# Exercise objective:
The data follows. Retype every entry exactly.

Dataset entries
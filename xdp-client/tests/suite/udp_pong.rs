use std::io;
use std::net::UdpSocket;
use std::time::Duration;
use tokio_util::sync::CancellationToken;

/// Answers every `PING` with a `PONG` until cancelled.
pub fn run_ponger(local_addr: &str, token: CancellationToken) -> io::Result<u32> {
    let socket = UdpSocket::bind(local_addr)?;
    log::debug!("[UDP_Ponger] Listening on {}...", local_addr);
    socket.set_read_timeout(Some(Duration::from_millis(100)))?;
    let mut buffer = [0u8; 1024];
    let mut answered = 0;
    loop {
        match socket.recv_from(&mut buffer) {
            Ok((number_of_bytes, src_addr)) => {
                if &buffer[..number_of_bytes] == b"PING" {
                    log::debug!("[UDP_Ponger] Received 'PING' from {}. Responding...", src_addr);
                    socket.send_to(b"PONG", src_addr)?;
                    answered += 1;
                }
            }
            Err(ref e)
                if e.kind() == io::ErrorKind::WouldBlock || e.kind() == io::ErrorKind::TimedOut =>
            {
                if token.is_cancelled() {
                    break;
                }
            }
            Err(e) => return Err(e),
        }
    }
    Ok(answered)
}
use crate::lifecycle::ProvisionOutcome;
use chrono::{DateTime, Utc};
use serde::Serialize;
use std::collections::HashMap;
use std::future::Future;
use std::sync::Arc;
use tokio::sync::RwLock;
use tracing::{error, info};
use uuid::Uuid;

#[derive(Debug, Clone, Copy, PartialEq, Eq, Serialize)]
#[serde(rename_all = "lowercase")]
pub enum JobState {
    Pending,
    Succeeded,
    Failed,
}

#[derive(Debug, Clone, Copy, PartialEq, Eq, Serialize)]
#[serde(rename_all = "lowercase")]
pub enum JobOperation {
    Create,
    Delete,
}

/// One tracked provisioning run. Held in memory only; restarting the server
/// forgets all jobs while the scripts keep running or not on their own.
#[derive(Debug, Clone, Serialize)]
#[serde(rename_all = "camelCase")]
pub struct Job {
    pub job_id: Uuid,
    pub name: String,
    pub operation: JobOperation,
    pub state: JobState,
    #[serde(skip_serializing_if = "Option::is_none")]
    pub message: Option<String>,
    #[serde(skip_serializing_if = "Option::is_none")]
    pub raw_output: Option<String>,
    pub started_at: DateTime<Utc>,
    #[serde(skip_serializing_if = "Option::is_none")]
    pub finished_at: Option<DateTime<Utc>>,
}

const DEFAULT_CAPACITY: usize = 1024;

/// Polling handle over in-flight create/delete runs, so a caller is not
/// blocked on the full provisioning window. The subprocess timeout stays the
/// only cancellation primitive; jobs cannot be aborted through here.
///
/// History is bounded: once the registry reaches capacity, the
/// oldest-finished jobs are evicted to make room. Pending jobs are never
/// evicted.
#[derive(Clone)]
pub struct JobRegistry {
    inner: Arc<RwLock<HashMap<Uuid, Job>>>,
    capacity: usize,
}

impl Default for JobRegistry {
    fn default() -> Self {
        Self::with_capacity(DEFAULT_CAPACITY)
    }
}

impl JobRegistry {
    pub fn new() -> Self {
        Self::default()
    }

    pub fn with_capacity(capacity: usize) -> Self {
        Self {
            inner: Arc::new(RwLock::new(HashMap::new())),
            capacity,
        }
    }

    pub async fn get(&self, job_id: Uuid) -> Option<Job> {
        self.inner.read().await.get(&job_id).cloned()
    }

    /// Register a pending job and spawn the work behind it. The returned id
    /// is immediately pollable.
    pub async fn submit<F>(&self, operation: JobOperation, name: &str, work: F) -> Uuid
    where
        F: Future<Output = ProvisionOutcome> + Send + 'static,
    {
        let job_id = Uuid::new_v4();
        let job = Job {
            job_id,
            name: name.to_string(),
            operation,
            state: JobState::Pending,
            message: None,
            raw_output: None,
            started_at: Utc::now(),
            finished_at: None,
        };
        {
            let mut jobs = self.inner.write().await;
            if jobs.len() >= self.capacity {
                evict_oldest_finished(&mut jobs, self.capacity);
            }
            jobs.insert(job_id, job);
        }

        let inner = self.inner.clone();
        tokio::spawn(async move {
            let outcome = work.await;
            let state = if outcome.success {
                JobState::Succeeded
            } else {
                JobState::Failed
            };

            match state {
                JobState::Succeeded => info!("✅ Job {job_id} finished: {}", outcome.message),
                _ => error!("❌ Job {job_id} failed: {}", outcome.message),
            }

            let mut jobs = inner.write().await;
            if let Some(job) = jobs.get_mut(&job_id) {
                job.state = state;
                job.message = Some(outcome.message);
                job.raw_output = Some(outcome.raw_output);
                job.finished_at = Some(Utc::now());
            }
        });

        job_id
    }
}

/// Drop finished jobs, oldest first, until the map is back under capacity.
fn evict_oldest_finished(jobs: &mut HashMap<Uuid, Job>, capacity: usize) {
    let mut finished: Vec<(Uuid, DateTime<Utc>)> = jobs
        .values()
        .filter_map(|job| job.finished_at.map(|at| (job.job_id, at)))
        .collect();
    finished.sort_by_key(|&(_, at)| at);

    for (evict_id, _) in finished {
        if jobs.len() < capacity {
            break;
        }
        jobs.remove(&evict_id);
    }
}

# Your solution:
filename xdp-client/tests/suite/udp_pong.rs
use std::io;
use std::net::UdpSocket;
use std::time::Duration;
use tokio_util::sync::CancellationToken;

/// Answers every `PING` with a `PONG` until cancelled.
pub fn run_ponger(local_addr: &str, token: CancellationToken) -> io::Result<u32> {
    let socket = UdpSocket::bind(local_addr)?;
    log::debug!("[UDP_Ponger] Listening on {}...", local_addr);
    socket.set_read_timeout(Some(Duration::from_millis(100)))?;
    let mut buffer = [0u8; 1024];
    let mut answered = 0;
    loop {
        match socket.recv_from(&mut buffer) {
            Ok((number_of_bytes, src_addr)) => {
                if &buffer[..number_of_bytes] == b"PING" {
                    log::debug!("[UDP_Ponger] Received 'PING' from {}. Responding...", src_addr);
                    socket.send_to(b"PONG", src_addr)?;
                    answered += 1;
                }
            }
            Err(ref e)
                if e.kind() == io::ErrorKind::WouldBlock || e.kind() == io::ErrorKind::TimedOut =>
            {
                if token.is_cancelled() {
                    break;
                }
            }
            Err(e) => return Err(e),
        }
    }
    Ok(answered)
}
use crate::lifecycle::ProvisionOutcome;
use chrono::{DateTime, Utc};
use serde::Serialize;
use std::collections::HashMap;
use std::future::Future;
use std::sync::Arc;
use tokio::sync::RwLock;
use tracing::{error, info};
use uuid::Uuid;

#[derive(Debug, Clone, Copy, PartialEq, Eq, Serialize)]
#[serde(rename_all = "lowercase")]
pub enum JobState {
    Pending,
    Succeeded,
    Failed,
}

#[derive(Debug, Clone, Copy, PartialEq, Eq, Serialize)]
#[serde(rename_all = "lowercase")]
pub enum JobOperation {
    Create,
    Delete,
}

/// One tracked provisioning run. Held in memory only; restarting the server
/// forgets all jobs while the scripts keep running or not on their own.
#[derive(Debug, Clone, Serialize)]
#[serde(rename_all = "camelCase")]
pub struct Job {
    pub job_id: Uuid,
    pub name: String,
    pub operation: JobOperation,
    pub state: JobState,
    #[serde(skip_serializing_if = "Option::is_none")]
    pub message: Option<String>,
    #[serde(skip_serializing_if = "Option::is_none")]
    pub raw_output: Option<String>,
    pub started_at: DateTime<Utc>,
    #[serde(skip_serializing_if = "Option::is_none")]
    pub finished_at: Option<DateTime<Utc>>,
}

const DEFAULT_CAPACITY: usize = 1024;

/// Polling handle over in-flight create/delete runs, so a caller is not
/// blocked on the full provisioning window. The subprocess timeout stays the
/// only cancellation primitive; jobs cannot be aborted through here.
///
/// History is bounded: once the registry reaches capacity, the
/// oldest-finished jobs are evicted to make room. Pending jobs are never
/// evicted.
#[derive(Clone)]
pub struct JobRegistry {
    inner: Arc<RwLock<HashMap<Uuid, Job>>>,
    capacity: usize,
}

impl Default for JobRegistry {
    fn default() -> Self {
        Self::with_capacity(DEFAULT_CAPACITY)
    }
}

impl JobRegistry {
    pub fn new() -> Self {
        Self::default()
    }

    pub fn with_capacity(capacity: usize) -> Self {
        Self {
            inner: Arc::new(RwLock::new(HashMap::new())),
            capacity,
        }
    }

    pub async fn get(&self, job_id: Uuid) -> Option<Job> {
        self.inner.read().await.get(&job_id).cloned()
    }

    /// Register a pending job and spawn the work behind it. The returned id
    /// is immediately pollable.
    pub async fn submit<F>(&self, operation: JobOperation, name: &str, work: F) -> Uuid
    where
        F: Future<Output = ProvisionOutcome> + Send + 'static,
    {
        let job_id = Uuid::new_v4();
        let job = Job {
            job_id,
            name: name.to_string(),
            operation,
            state: JobState::Pending,
            message: None,
            raw_output: None,
            started_at: Utc::now(),
            finished_at: None,
        };
        {
            let mut jobs = self.inner.write().await;
            if jobs.len() >= self.capacity {
                evict_oldest_finished(&mut jobs, self.capacity);
            }
            jobs.insert(job_id, job);
        }

        let inner = self.inner.clone();
        tokio::spawn(async move {
            let outcome = work.await;
            let state = if outcome.success {
                JobState::Succeeded
            } else {
                JobState::Failed
            };

            match state {
                JobState::Succeeded => info!("✅ Job {job_id} finished: {}", outcome.message),
                _ => error!("❌ Job {job_id} failed: {}", outcome.message),
            }

            let mut jobs = inner.write().await;
            if let Some(job) = jobs.get_mut(&job_id) {
                job.state = state;
                job.message = Some(outcome.message);
                job.raw_output = Some(outcome.raw_output);
                job.finished_at = Some(Utc::now());
            }
        });

        job_id
    }
}

/// Drop finished jobs, oldest first, until the map is back under capacity.
fn evict_oldest_finished(jobs: &mut HashMap<Uuid, Job>, capacity: usize) {
    let mut finished: Vec<(Uuid, DateTime<Utc>)> = jobs
        .values()
        .filter_map(|job| job.finished_at.map(|at| (job.job_id, at)))
        .collect();
    finished.sort_by_key(|&(_, at)| at);

    for (evict_id, _) in finished {
        if jobs.len() < capacity {
            break;
        }
        jobs.remove(&evict_id);
    }
}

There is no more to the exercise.